Here's the thing though—the Jets GM might actually be right to pump the brakes on speculation. Yes, canceling a visit with a potential top-two prospect looks weird on its surface. But it's also a smart bit of misdirection in a process where information is currency. You want opponents, and the media echo chamber, thinking you're moving in a different direction. You want them guessing. The Patriots understand this better than most. Under Eliot Wolf's watch, New England has stayed disciplined about what gets leaked and what stays internal. The Jets appear to be learning the same lesson.

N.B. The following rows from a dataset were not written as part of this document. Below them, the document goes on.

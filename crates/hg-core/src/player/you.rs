//! The player as seen by monsters

use bitflags::bitflags;
use serde::{Deserialize, Serialize};

use crate::consts::NORMAL_SPEED;
use crate::dungeon::Pos;
use crate::monster::{MonsterId, MonsterRace, RaceFlags, RaceId};

bitflags! {
    /// Standing orders the player has given to pets
    #[derive(Debug, Clone, Copy, PartialEq, Eq, Hash, Default)]
    pub struct PetOptions: u8 {
        /// Pets may open and bash doors
        const OPEN_DOORS = 0x01;
        /// Pets may pick up items
        const PICKUP_ITEMS = 0x02;
    }
}

// Manual serde for PetOptions
impl Serialize for PetOptions {
    fn serialize<S>(&self, serializer: S) -> Result<S::Ok, S::Error>
    where
        S: serde::Serializer,
    {
        self.bits().serialize(serializer)
    }
}

impl<'de> Deserialize<'de> for PetOptions {
    fn deserialize<D>(deserializer: D) -> Result<Self, D::Error>
    where
        D: serde::Deserializer<'de>,
    {
        let bits = u8::deserialize(deserializer)?;
        Ok(PetOptions::from_bits_truncate(bits))
    }
}

/// Alignment at or above which evil pets rebel
pub const GOOD_ALIGNMENT: i32 = 10;

/// Alignment at or below which good pets rebel
pub const EVIL_ALIGNMENT: i32 = -10;

/// Player state read (and occasionally written) by the monster engine
#[derive(Debug, Clone, PartialEq, Eq, Serialize, Deserialize)]
pub struct Player {
    pub pos: Pos,
    pub level: i32,

    pub hp: i32,
    pub max_hp: i32,
    pub sp: i32,
    pub max_sp: i32,

    pub speed: i16,

    /// Positive is good, negative is evil
    pub alignment: i32,

    /// Stealth skill
    pub stealth: i32,

    /// Hiding in shadows; monsters must roll to notice the player
    pub shadow_stealth: bool,

    /// Standing in light while hiding
    pub lit: bool,

    /// Carries an aggravation curse
    pub aggravate: bool,

    /// The player's own wall-walking, needed for a mount to walk walls
    pub pass_wall: bool,

    pub hallucinating: bool,

    /// Mount the player sits on; it shares the player's cell
    pub riding: Option<MonsterId>,

    /// Fighting two-handed, so the mount picks its own way
    pub riding_two_handed: bool,

    /// Warnings a wounded mount has given before bolting
    pub riding_pinch: u8,

    /// Enemy the mount has been told to attack
    pub riding_target: Option<MonsterId>,

    /// Enemy pets have been told to attack
    pub pet_target: Option<MonsterId>,

    /// Pet leash; negative means "keep at least this far away"
    pub pet_follow_distance: i32,

    pub pet_options: PetOptions,

    /// Sound flow is not being propagated (the player is out of reach)
    pub no_flowed: bool,

    /// Race shown in the monster recall window
    pub tracked_race: Option<RaceId>,

    pub dead: bool,
    pub playing: bool,
    /// Changing level; stops the monster scan
    pub leaving: bool,
}

impl Default for Player {
    fn default() -> Self {
        Self {
            pos: Pos::default(),
            level: 1,
            hp: 10,
            max_hp: 10,
            sp: 0,
            max_sp: 0,
            speed: NORMAL_SPEED,
            alignment: 0,
            stealth: 1,
            shadow_stealth: false,
            lit: false,
            aggravate: false,
            pass_wall: false,
            hallucinating: false,
            riding: None,
            riding_two_handed: false,
            riding_pinch: 0,
            riding_target: None,
            pet_target: None,
            pet_follow_distance: 6,
            pet_options: PetOptions::empty(),
            no_flowed: false,
            tracked_race: None,
            dead: false,
            playing: true,
            leaving: false,
        }
    }
}

impl Player {
    pub fn new(pos: Pos, level: i32, max_hp: i32) -> Self {
        Self {
            pos,
            level,
            hp: max_hp,
            max_hp,
            ..Self::default()
        }
    }

    pub const fn is_riding(&self) -> bool {
        self.riding.is_some()
    }

    /// True if `id` is the player's mount
    pub fn rides(&self, id: MonsterId) -> bool {
        self.riding == Some(id)
    }

    pub const fn pets_may_open_doors(&self) -> bool {
        self.pet_options.contains(PetOptions::OPEN_DOORS)
    }

    pub const fn pets_may_pick_up(&self) -> bool {
        self.pet_options.contains(PetOptions::PICKUP_ITEMS)
    }

    /// Race whose alignment clashes with the player's
    pub const fn clashes_with(&self, race: &MonsterRace) -> bool {
        (self.alignment >= GOOD_ALIGNMENT && race.has(RaceFlags::EVIL))
            || (self.alignment <= EVIL_ALIGNMENT && race.has(RaceFlags::GOOD))
    }

    /// Health and mana combined, scaled to 0..=8
    pub fn vigour_eighths(&self) -> i32 {
        let max = self.max_hp + self.max_sp;
        if max <= 0 {
            return 0;
        }
        (8 * (self.hp + self.sp)) / max
    }
}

Bailey's talent is real—he's a disruptive edge rusher in a draft class where elite pass rushers are rare. For a team sitting at No. 2 with a glaring need to generate pressure, that visit cancellation could mean nothing. Or it could mean everything. Maybe Bailey's tape didn't hold up. Maybe medical stuff came to light. Maybe the Jets simply decided they could get a full evaluation without flying him to New York. Maybe they're just not that interested. Or—and this is the most likely scenario—they want everyone *thinking* they're not interested.

The problem with predraft smokescreens is that they only work if people believe them. Mougey essentially destroyed the mystery by saying \"don't read too much into this\" on national television. That's like telling someone not to think about a pink elephant. Now every analyst, every rival GM, every beat reporter is convinced the Jets either love Bailey or hate him, depending on their narrative preference.

What we do know: if the Jets truly weren't interested in Bailey, they wouldn't feel compelled to explain the cancellation at all. The best smokescreens don't require clarification. They just happen, quietly, and everyone moves on. The fact that Mougey had to address it suggests the Jets recognize how it looked—and they're trying to reclaim the narrative before their board becomes public property.

That's good GM work, whether Bailey ends up a Jet or not.